We each do what we must.

Gwendolyn

Semi-known fact...

It's something of a religious trivia item, maybe; but it was not uncommon in many animistic/shamanistic religions throughout the world for the spiritual leader of a community to be 'dual gendered' by nature or as an aspect of their position. In a way, that just seems to be common sense.. when you are trying to be the representative of your people to the gods and goddesses, spirits and creatures of the spirit world; you need to be open and understanding of all sides of things. And being outside the traditional two genders is part of that. You couldn't be a traditional male... as a healer, storyteller, and teacher; you couldn't be responsible for the hunt and war. But at the same time, you needed to be strong and aggressive enough that those who only respected the successful hunter or warrior would listen and accept your opinion. In some cases, the shaman was known as contrary. Doing things opposite to what might be expected simply to set themselves outside normal boundaries so they could see things fresh (we might say 'thinking outside the box' or 'breaking paradigms'). Despite being men, they wore the garb traditionally reserved to women. Some took herbs and actions to make their bodies more female in appearance; acted in ways that fell outside their standard gender roles or even outside the customs of either gender.

Trivia aside... I've long since desired to be female in body to match the very feminine aspects of my spirit and emotional self that are tightly locked up and masked inside my daily persona. Fortunately, that desire has remained somewhat controllable and balanced against my understanding that what I want is just not possible with medical science right now and no cosmetic alteration to get closer is really going to solve the problems that I face every day, especially as I get older. To keep myself sane... and from falling into despair that the internal Kristin will never get to fully express herself... I've asked that very painful question, "why?"
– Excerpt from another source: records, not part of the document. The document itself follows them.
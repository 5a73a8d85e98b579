/// Shared data structures for the photo archive
///
/// These structs represent the records that flow between
/// the store, its storage backend and the capture/gallery screens.
use chrono::{DateTime, Utc};
use serde::{Deserialize, Serialize};
use std::fmt;

use crate::calibration::{compute_filter_parameters, Archetype, FilterParameters};
use crate::error::RecordError;
use crate::state::settings::{check_version, SCHEMA_VERSION};

/// Unique photo identifier (UUID v4, generated at creation)
#[derive(Serialize, Deserialize, Debug, Clone, PartialEq, Eq, Hash)]
#[serde(transparent)]
pub struct PhotoId(String);

impl PhotoId {
    pub(crate) fn generate() -> Self {
        Self(uuid::Uuid::new_v4().to_string())
    }

    pub fn as_str(&self) -> &str {
        &self.0
    }
}

impl From<&str> for PhotoId {
    fn from(value: &str) -> Self {
        Self(value.to_string())
    }
}

impl From<String> for PhotoId {
    fn from(value: String) -> Self {
        Self(value)
    }
}

impl fmt::Display for PhotoId {
    fn fmt(&self, f: &mut fmt::Formatter<'_>) -> fmt::Result {
        f.write_str(&self.0)
    }
}

/// Opaque captured image content (usually a `data:` URL)
///
/// The store never looks inside; only the capture boundary produces it
/// and only the rendering layer consumes it.
#[derive(Serialize, Deserialize, Debug, Clone, PartialEq, Eq)]
#[serde(transparent)]
pub struct ImageData(String);

impl ImageData {
    pub fn as_str(&self) -> &str {
        &self.0
    }
}

impl From<&str> for ImageData {
    fn from(value: &str) -> Self {
        Self(value.to_string())
    }
}

impl From<String> for ImageData {
    fn from(value: String) -> Self {
        Self(value)
    }
}

/// Caller-supplied part of a photo, before the store assigns id and timestamp
#[derive(Debug, Clone, PartialEq)]
pub struct PhotoDraft {
    pub image_data: ImageData,
    pub archetype: Archetype,
    pub iteration_count: u32,
    pub filter_enabled: bool,
}

/// A captured photo with the settings snapshot active at capture time
///
/// Immutable after creation: fields are only readable, and the store hands
/// out shared references or clones. Later settings changes never touch it.
#[derive(Serialize, Deserialize, Debug, Clone, PartialEq)]
#[serde(rename_all = "camelCase")]
pub struct Photo {
    id: PhotoId,
    #[serde(alias = "originalUrl")]
    image_data: ImageData,
    #[serde(with = "chrono::serde::ts_milliseconds", alias = "timestamp")]
    captured_at: DateTime<Utc>,
    archetype: Archetype,
    #[serde(alias = "iterations")]
    iteration_count: u32,
    #[serde(alias = "eidosMode")]
    filter_enabled: bool,
}

impl Photo {
    /// Materialize a draft with a fresh id and the given capture time
    pub(crate) fn from_draft(draft: PhotoDraft, id: PhotoId, captured_at: DateTime<Utc>) -> Self {
        Self {
            id,
            image_data: draft.image_data,
            captured_at,
            archetype: draft.archetype,
            iteration_count: draft.iteration_count,
            filter_enabled: draft.filter_enabled,
        }
    }

    pub fn id(&self) -> &PhotoId {
        &self.id
    }

    pub fn image_data(&self) -> &ImageData {
        &self.image_data
    }

    pub fn captured_at(&self) -> DateTime<Utc> {
        self.captured_at
    }

    pub fn archetype(&self) -> Archetype {
        self.archetype
    }

    pub fn iteration_count(&self) -> u32 {
        self.iteration_count
    }

    pub fn filter_enabled(&self) -> bool {
        self.filter_enabled
    }

    /// Display parameters derived from this photo's own snapshot
    ///
    /// `None` when the filter was off at capture time.
    pub fn filter_parameters(&self) -> Option<FilterParameters> {
        self.filter_enabled
            .then(|| compute_filter_parameters(self.archetype, self.iteration_count))
    }
}

/// Versioned envelope for the photo collection record
#[derive(Serialize)]
#[serde(rename_all = "camelCase")]
struct PhotosRecord<'a> {
    schema_version: u32,
    photos: &'a [Photo],
}

/// Encode the photo collection as the persisted JSON record
pub(crate) fn encode_photos(photos: &[Photo]) -> serde_json::Result<Vec<u8>> {
    serde_json::to_vec(&PhotosRecord {
        schema_version: SCHEMA_VERSION,
        photos,
    })
}

/// Decode a persisted photo collection
///
/// Accepts both the versioned envelope and a bare legacy array.
pub(crate) fn decode_photos(bytes: &[u8]) -> Result<Vec<Photo>, RecordError> {
    let value: serde_json::Value = serde_json::from_slice(bytes)?;

    if value.is_array() {
        return Ok(serde_json::from_value(value)?);
    }

    check_version(&value)?;
    match value {
        serde_json::Value::Object(mut record) => {
            let photos = record.remove("photos").ok_or(RecordError::Shape)?;
            Ok(serde_json::from_value(photos)?)
        }
        _ => Err(RecordError::Shape),
    }
}

#[cfg(test)]
mod tests {
    use super::*;
    use chrono::TimeZone;

    fn sample(filter_enabled: bool) -> Photo {
        let draft = PhotoDraft {
            image_data: ImageData::from("data:image/jpeg;base64,AAAA"),
            archetype: Archetype::Classic,
            iteration_count: 2,
            filter_enabled,
        };
        let at = Utc.timestamp_millis_opt(1_700_000_000_123).unwrap();
        Photo::from_draft(draft, PhotoId::from("photo-1"), at)
    }

    #[test]
    fn test_json_layout() {
        let json = serde_json::to_value(sample(true)).unwrap();

        assert_eq!(json["id"], "photo-1");
        assert_eq!(json["imageData"], "data:image/jpeg;base64,AAAA");
        assert_eq!(json["capturedAt"], 1_700_000_000_123i64);
        assert_eq!(json["archetype"], "classic");
        assert_eq!(json["iterationCount"], 2);
        assert_eq!(json["filterEnabled"], true);
    }

    #[test]
    fn test_reads_legacy_field_names() {
        let legacy = r#"{
            "id": "abc",
            "originalUrl": "x",
            "timestamp": 1700000000000,
            "archetype": "editorial",
            "iterations": 3,
            "eidosMode": false
        }"#;

        let photo: Photo = serde_json::from_str(legacy).unwrap();
        assert_eq!(photo.id().as_str(), "abc");
        assert_eq!(photo.image_data().as_str(), "x");
        assert_eq!(photo.archetype(), Archetype::Editorial);
        assert_eq!(photo.iteration_count(), 3);
        assert!(!photo.filter_enabled());
    }

    #[test]
    fn test_filter_parameters_follow_snapshot() {
        let on = sample(true);
        assert_eq!(
            on.filter_parameters(),
            Some(compute_filter_parameters(Archetype::Classic, 2))
        );
        assert_eq!(sample(false).filter_parameters(), None);
    }

    #[test]
    fn test_photos_record_envelope() {
        let photos = vec![sample(true), sample(false)];
        let bytes = encode_photos(&photos).unwrap();

        let json: serde_json::Value = serde_json::from_slice(&bytes).unwrap();
        assert_eq!(json["schemaVersion"], SCHEMA_VERSION);
        assert_eq!(json["photos"].as_array().unwrap().len(), 2);

        assert_eq!(decode_photos(&bytes).unwrap(), photos);
    }

    #[test]
    fn test_photos_record_accepts_bare_array() {
        let legacy = r#"[{"id":"a","imageData":"x","capturedAt":1,"archetype":"natural","iterationCount":0,"filterEnabled":true}]"#;
        let photos = decode_photos(legacy.as_bytes()).unwrap();
        assert_eq!(photos.len(), 1);
        assert_eq!(photos[0].id().as_str(), "a");
    }

    #[test]
    fn test_photos_record_rejects_garbage() {
        assert!(decode_photos(b"{\"schemaVersion\":1}").is_err());
        assert!(decode_photos(b"42").is_err());
        assert!(decode_photos(b"{\"schemaVersion\":7,\"photos\":[]}").is_err());
    }

    #[test]
    fn test_generated_ids_are_unique() {
        let a = PhotoId::generate();
        let b = PhotoId::generate();
        assert_ne!(a, b);
        assert!(!a.as_str().is_empty());
    }
}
The answer, of course; is that were I born a girl in body I could never have had the impact on many people's lives that I have had. I don't kid myself that I'm a great sage/mystic/artist/scientist or whatever, but both ego and modesty aside; if the internal conflict in me didn't exist, I'd have been a much less complex person. One with so much less to puzzle out and share with others. I've learned to fight, and heal, and teach, I've been a constant student, a scientist and an artist, and a myriad other things... and I can trace the path backwards through my life and honestly say that without both halves male and female, I'd have been a lot less and learned a lot less.

I enjoy the times when I can be feminine... whether that's dressing up, to the nines or whatever number I can manage; crying over a good movie or book; or even just indulging myself in a little fantasy that has no outward expression. But 'being' female? That's a dream, a hope, but I'll take what I can when it comes... maybe on the next time around.
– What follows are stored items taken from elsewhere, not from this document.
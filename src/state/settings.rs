/// Process-wide calibration settings
///
/// A single `Settings` value lives in the store. It is serialized to JSON
/// under its own storage key, wrapped with a schema version so later
/// releases can migrate old records.
use serde::{Deserialize, Serialize};

use crate::calibration::Archetype;
use crate::error::RecordError;

/// Current on-disk schema version for both persisted records
pub const SCHEMA_VERSION: u32 = 1;

/// Calibration settings
#[derive(Serialize, Deserialize, Debug, Clone, Copy, PartialEq, Eq)]
#[serde(rename_all = "camelCase", default)]
pub struct Settings {
    /// Filter curve family
    pub archetype: Archetype,

    /// Completed calibration refinements
    #[serde(alias = "iterations")]
    pub iteration_count: u32,

    /// Gates whether the calibration flow is shown again.
    /// Only `complete_onboarding` sets it and only `reset_all` clears it.
    #[serde(alias = "hasCompletedOnboarding")]
    pub onboarding_complete: bool,
}

impl Default for Settings {
    /// natural / 0 iterations / onboarding not done
    fn default() -> Self {
        Self {
            archetype: Archetype::Natural,
            iteration_count: 0,
            onboarding_complete: false,
        }
    }
}

impl Settings {
    /// Shallow merge: fields absent from the patch are left untouched
    pub fn merged(&self, patch: &SettingsPatch) -> Self {
        Self {
            archetype: patch.archetype.unwrap_or(self.archetype),
            iteration_count: patch.iteration_count.unwrap_or(self.iteration_count),
            onboarding_complete: self.onboarding_complete,
        }
    }

    pub fn is_default(&self) -> bool {
        *self == Self::default()
    }
}

/// Partial settings update
///
/// Onboarding is intentionally absent; it has its own one-way transition.
#[derive(Serialize, Deserialize, Debug, Clone, Copy, PartialEq, Eq, Default)]
#[serde(rename_all = "camelCase")]
pub struct SettingsPatch {
    #[serde(default, skip_serializing_if = "Option::is_none")]
    pub archetype: Option<Archetype>,
    #[serde(default, skip_serializing_if = "Option::is_none")]
    pub iteration_count: Option<u32>,
}

impl SettingsPatch {
    pub fn archetype(mut self, archetype: Archetype) -> Self {
        self.archetype = Some(archetype);
        self
    }

    pub fn iteration_count(mut self, iteration_count: u32) -> Self {
        self.iteration_count = Some(iteration_count);
        self
    }

    pub fn is_empty(&self) -> bool {
        self.archetype.is_none() && self.iteration_count.is_none()
    }
}

/// Versioned envelope for the settings record
#[derive(Serialize)]
#[serde(rename_all = "camelCase")]
struct SettingsRecord<'a> {
    schema_version: u32,
    #[serde(flatten)]
    settings: &'a Settings,
}

/// Encode settings as the persisted JSON record
pub(crate) fn encode(settings: &Settings) -> serde_json::Result<Vec<u8>> {
    serde_json::to_vec(&SettingsRecord {
        schema_version: SCHEMA_VERSION,
        settings,
    })
}

/// Decode a persisted settings record
///
/// Fields missing from the record keep their defaults. Records written
/// before versioning existed carry no version and are read as version 1.
pub(crate) fn decode(bytes: &[u8]) -> Result<Settings, RecordError> {
    let value: serde_json::Value = serde_json::from_slice(bytes)?;
    check_version(&value)?;
    Ok(serde_json::from_value(value)?)
}

/// Reject records written by a newer schema than this build understands
pub(crate) fn check_version(value: &serde_json::Value) -> Result<(), RecordError> {
    match value.get("schemaVersion") {
        None => Ok(()),
        Some(version) => match version.as_u64() {
            Some(v) if v <= u64::from(SCHEMA_VERSION) => Ok(()),
            Some(v) => Err(RecordError::UnsupportedVersion(v)),
            None => Err(RecordError::MalformedVersion),
        },
    }
}

#[cfg(test)]
mod tests {
    use super::*;

    #[test]
    fn test_default_settings() {
        let settings = Settings::default();
        assert_eq!(settings.archetype, Archetype::Natural);
        assert_eq!(settings.iteration_count, 0);
        assert!(!settings.onboarding_complete);
        assert!(settings.is_default());
    }

    #[test]
    fn test_shallow_merge() {
        let settings = Settings {
            onboarding_complete: true,
            ..Settings::default()
        };

        let merged = settings.merged(&SettingsPatch::default().iteration_count(3));
        assert_eq!(merged.archetype, Archetype::Natural);
        assert_eq!(merged.iteration_count, 3);
        assert!(merged.onboarding_complete);

        let merged = merged.merged(&SettingsPatch::default().archetype(Archetype::Classic));
        assert_eq!(merged.archetype, Archetype::Classic);
        assert_eq!(merged.iteration_count, 3);
    }

    #[test]
    fn test_record_layout() {
        let bytes = encode(&Settings {
            archetype: Archetype::Editorial,
            iteration_count: 4,
            onboarding_complete: true,
        })
        .unwrap();
        let json: serde_json::Value = serde_json::from_slice(&bytes).unwrap();

        assert_eq!(json["schemaVersion"], SCHEMA_VERSION);
        assert_eq!(json["archetype"], "editorial");
        assert_eq!(json["iterationCount"], 4);
        assert_eq!(json["onboardingComplete"], true);
    }

    #[test]
    fn test_partial_record_fills_defaults() {
        let settings = decode(br#"{"archetype":"classic"}"#).unwrap();
        assert_eq!(settings.archetype, Archetype::Classic);
        assert_eq!(settings.iteration_count, 0);
        assert!(!settings.onboarding_complete);
    }

    #[test]
    fn test_legacy_record_names() {
        let settings =
            decode(br#"{"archetype":"editorial","iterations":2,"hasCompletedOnboarding":true}"#)
                .unwrap();
        assert_eq!(settings.iteration_count, 2);
        assert!(settings.onboarding_complete);
    }

    #[test]
    fn test_rejects_invalid_records() {
        assert!(decode(br#"{"iterationCount":-2}"#).is_err());
        assert!(decode(br#"{"archetype":"vintage"}"#).is_err());
        assert!(decode(b"not json").is_err());
        assert!(matches!(
            decode(br#"{"schemaVersion":99,"archetype":"classic"}"#),
            Err(RecordError::UnsupportedVersion(99))
        ));
    }
}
But for others I've met and spoken with... the internal voice is too strong to keep a balance. I have had a few times in my life when it was all I could do not to do something drastic to force myself along that road to actually 'being female' and a sort of nebulous hope that when it was done, there'd be the freedom to just be me instead of constantly sharing between aspects of myself. And maybe I'll be at that point again sometime. But for the most part, I can keep it in balance and being feminine is enough.

Sorry... my musings in an attempt to answer you may have rambled more than you worried the question did. :) I'm not even sure I 'did' answer the question...

Hi Zoe Taylor, write your story!

Make it fictional or make it as factual as you want, but write your story Zoe!

As I read your blog and your postings I saw your story form in my own mind. I believe if you write it you'll have many of your questions answered.

You don't have to post it Zoe, but Geeze, your story was forming inside of me as I read your postings so I know you have a story to pen!

Hugs Zoe
Angel

"Be Your-Self, So Easy to Say, So Hard to Live!"

"Be Your-Self, So Easy to Say, So Hard to Live!"